Because that was when she realised, when she knew without any sort of doubt and with a terrible, tearing sense of devastation, that she still loved Pietro. That she had never stopped loving him. In spite of everything. And she feared that somewhere along the line she had taken an appallingly wrong turning, but she had no idea where.

‘Pietro—' But he was turning away from her, fastening his shirt, pulling his belt tight at his wait. The way he stamped his feet into his boots spoke so eloquently of his determination, his rejection of her.

‘I'm leaving now.' It was a stark declaration, blunt and non-negotiable. And she couldn't think of a way to stop him. She couldn't begin to understand just how things had gone so terribly wrong so fast.

‘But what can I do? How will I…?'

‘My chauffeur will come and collect you. Take you to the airport.'

‘Can't you?' At least on the journey there they might have a chance to talk. She might be able to get through to him when now he was totally closed off to her.

The look he turned on her seared her from head to toe, the blazing ferocity of his rejection threatening to reduce her to pile of crumbled ash right where she stood.

‘I cannot bear to be in the same room as you any more, let alone in the confines of the car.'

His hand came up in front of him, fingers bent into a claw-like shape. At first it looked like a defensive gesture, but then he let those clenched fingers close together. This time it seemed as if he was thinking of crushing something, needing to obliterate it from his life, from his mind. Seeing
it, Marina felt bitter tears burn at the back of her eyes at the thought of what she had done. Yet she still didn't know how she had done it, only that she had blundered desperately and blindly.

‘Just tell me…'

‘There is nothing to tell,' Pietro continued, obviously fighting for the command of himself he wanted. ‘You were right.
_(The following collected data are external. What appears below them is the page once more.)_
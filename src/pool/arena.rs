//! Stores already-compiled class definitions and hands out read-through field handles.

use std::fmt;
use std::num::NonZeroU32;

use ahash::AHashMap;

use crate::desc::annotation::AnnotationDescription;
use crate::desc::field::{FieldList, LoadedField};
use crate::desc::types::TypeDescription;
use crate::signature::{DetachedResolver, TypeResolver};

use super::builder::ClassBuilder;
use super::record::{ClassRecord, FieldRecord, FieldSpan, TypeVariableDecl};

#[derive(Clone, Copy, Debug, PartialEq, Eq, Hash)]
pub struct ClassId(NonZeroU32);

impl ClassId {
    pub(crate) fn from_index(index: usize) -> Self {
        let raw = NonZeroU32::new((index as u32) + 1).expect("class index overflow");
        Self(raw)
    }

    pub fn index(self) -> usize {
        (self.0.get() - 1) as usize
    }
}

#[derive(Clone, Copy, Debug, PartialEq, Eq, Hash)]
pub struct FieldId(NonZeroU32);

impl FieldId {
    pub(crate) fn from_index(index: usize) -> Self {
        let raw = NonZeroU32::new((index as u32) + 1).expect("field index overflow");
        Self(raw)
    }

    pub fn index(self) -> usize {
        (self.0.get() - 1) as usize
    }
}

#[derive(Clone, Copy, Debug, PartialEq, Eq, Hash)]
pub struct StringId(NonZeroU32);

impl StringId {
    fn from_index(index: usize) -> Self {
        let raw = NonZeroU32::new((index as u32) + 1).expect("string index overflow");
        Self(raw)
    }

    pub fn index(self) -> usize {
        (self.0.get() - 1) as usize
    }
}

#[derive(Default, Debug)]
struct StringPool {
    values: Vec<String>,
    lookup: AHashMap<String, StringId>,
}

impl StringPool {
    fn intern<S: AsRef<str>>(&mut self, value: S) -> StringId {
        let value_ref = value.as_ref();
        if let Some(id) = self.lookup.get(value_ref) {
            return *id;
        }
        let owned = value_ref.to_owned();
        let id = StringId::from_index(self.values.len());
        self.values.push(owned.clone());
        self.lookup.insert(owned, id);
        id
    }

    fn resolve(&self, id: StringId) -> &str {
        &self.values[id.index()]
    }
}

/// Dense store of defined classes and their fields.
///
/// Ids index the tables directly and are only meaningful for the pool that issued them.
/// Passing a `ClassId` or `FieldId` from another pool either panics or reads the wrong
/// record.
#[derive(Default)]
pub struct ClassPool {
    classes: Vec<ClassRecord>,
    fields: Vec<FieldRecord>,
    by_name: AHashMap<String, ClassId>,
    strings: StringPool,
}

impl ClassPool {
    pub fn new() -> Self {
        Self::default()
    }

    pub fn len(&self) -> usize {
        self.classes.len()
    }

    pub fn is_empty(&self) -> bool {
        self.classes.is_empty()
    }

    /// Starts defining a class with the given binary name.
    pub fn define(&mut self, name: impl Into<String>) -> ClassBuilder<'_> {
        ClassBuilder::new(self, name.into())
    }

    pub fn lookup(&self, name: &str) -> Option<ClassId> {
        self.by_name.get(name).copied()
    }

    /// # Panics
    ///
    /// If `id` was not issued by this pool.
    pub fn describe(&self, id: ClassId) -> TypeDescription {
        self.classes[id.index()].description.clone()
    }

    /// Description of a pooled class, or a detached stub for names the pool does not know.
    pub fn describe_by_name(&self, name: &str) -> TypeDescription {
        match self.lookup(name) {
            Some(id) => self.describe(id),
            None => DetachedResolver.resolve_class(name),
        }
    }

    pub fn loaded(&self, field: FieldId) -> LoadedField<'_> {
        LoadedField::new(self, field)
    }

    /// Fields of `id` in declaration order. Panics like [`ClassPool::describe`].
    pub fn declared_fields(&self, id: ClassId) -> FieldList<LoadedField<'_>> {
        self.classes[id.index()]
            .fields
            .indices()
            .map(|index| LoadedField::new(self, FieldId::from_index(index)))
            .collect()
    }

    /// Panics like [`ClassPool::describe`] when `id` is foreign.
    pub fn field(&self, id: ClassId, name: &str) -> Option<LoadedField<'_>> {
        self.classes[id.index()]
            .fields
            .indices()
            .find(|index| self.resolve_string(self.fields[*index].name) == name)
            .map(|index| LoadedField::new(self, FieldId::from_index(index)))
    }

    /// Resolver scoped to `id`, so type variables erase to the class's own bounds.
    pub fn resolver_for(&self, id: ClassId) -> PoolResolver<'_> {
        PoolResolver::new(self, &self.classes[id.index()].type_variables)
    }

    /// Appends an annotation to a stored field. Existing handles observe it on their next read.
    pub fn annotate_field(&mut self, field: FieldId, annotation: AnnotationDescription) {
        self.fields[field.index()].annotations.push(annotation);
    }

    pub(crate) fn field_record(&self, field: FieldId) -> &FieldRecord {
        &self.fields[field.index()]
    }

    pub(crate) fn resolve_string(&self, id: StringId) -> &str {
        self.strings.resolve(id)
    }

    pub(crate) fn intern_string<S: AsRef<str>>(&mut self, value: S) -> StringId {
        self.strings.intern(value)
    }

    pub(crate) fn commit(&mut self, name: String, mut record: ClassRecord, fields: Vec<FieldRecord>) -> ClassId {
        let id = ClassId::from_index(self.classes.len());
        let start = self.fields.len();
        let count = fields.len();
        self.fields.extend(fields.into_iter().map(|field| FieldRecord { owner: id, ..field }));
        record.fields = if count == 0 {
            FieldSpan::empty()
        } else {
            FieldSpan::new(start, count)
        };
        self.classes.push(record);
        self.by_name.insert(name, id);
        id
    }
}

impl fmt::Debug for ClassPool {
    fn fmt(&self, f: &mut fmt::Formatter<'_>) -> fmt::Result {
        f.debug_struct("ClassPool")
            .field("classes", &self.classes.len())
            .field("fields", &self.fields.len())
            .finish()
    }
}

/// Resolves class names against a pool and type variables against one declaration scope.
#[derive(Clone, Copy)]
pub struct PoolResolver<'pool> {
    pool: &'pool ClassPool,
    variables: &'pool [TypeVariableDecl],
}

impl<'pool> PoolResolver<'pool> {
    pub fn new(pool: &'pool ClassPool, variables: &'pool [TypeVariableDecl]) -> Self {
        Self { pool, variables }
    }
}

impl TypeResolver for PoolResolver<'_> {
    fn resolve_class(&self, binary_name: &str) -> TypeDescription {
        self.pool.describe_by_name(binary_name)
    }

    fn resolve_variable(&self, symbol: &str) -> TypeDescription {
        self.variables
            .iter()
            .find(|(declared, _)| declared == symbol)
            .map(|(_, erasure)| erasure.clone())
            .unwrap_or_else(|| DetachedResolver.resolve_variable(symbol))
    }
}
It is better to end it now—sharp, clean. My driver will take you to the airport. The jet will be waiting for you there.'

And that was almost too much.

‘But I don't need the jet.'

‘You will take my plane,' he told her, every inch of the control he had aimed for now securely slammed into place, and every bit of him closed off from her. ‘It is the quickest way to get you back home.'

He wanted her out of his life as fast and as securely as possible. He didn't have to say it. The thoughts were stamped onto his face, etched in the lines scored from his nose to his mouth, blazing in his eyes.

‘I'll take the plane.'

His only response was a silent nod. He slid the phone back into his pocket and headed for the door.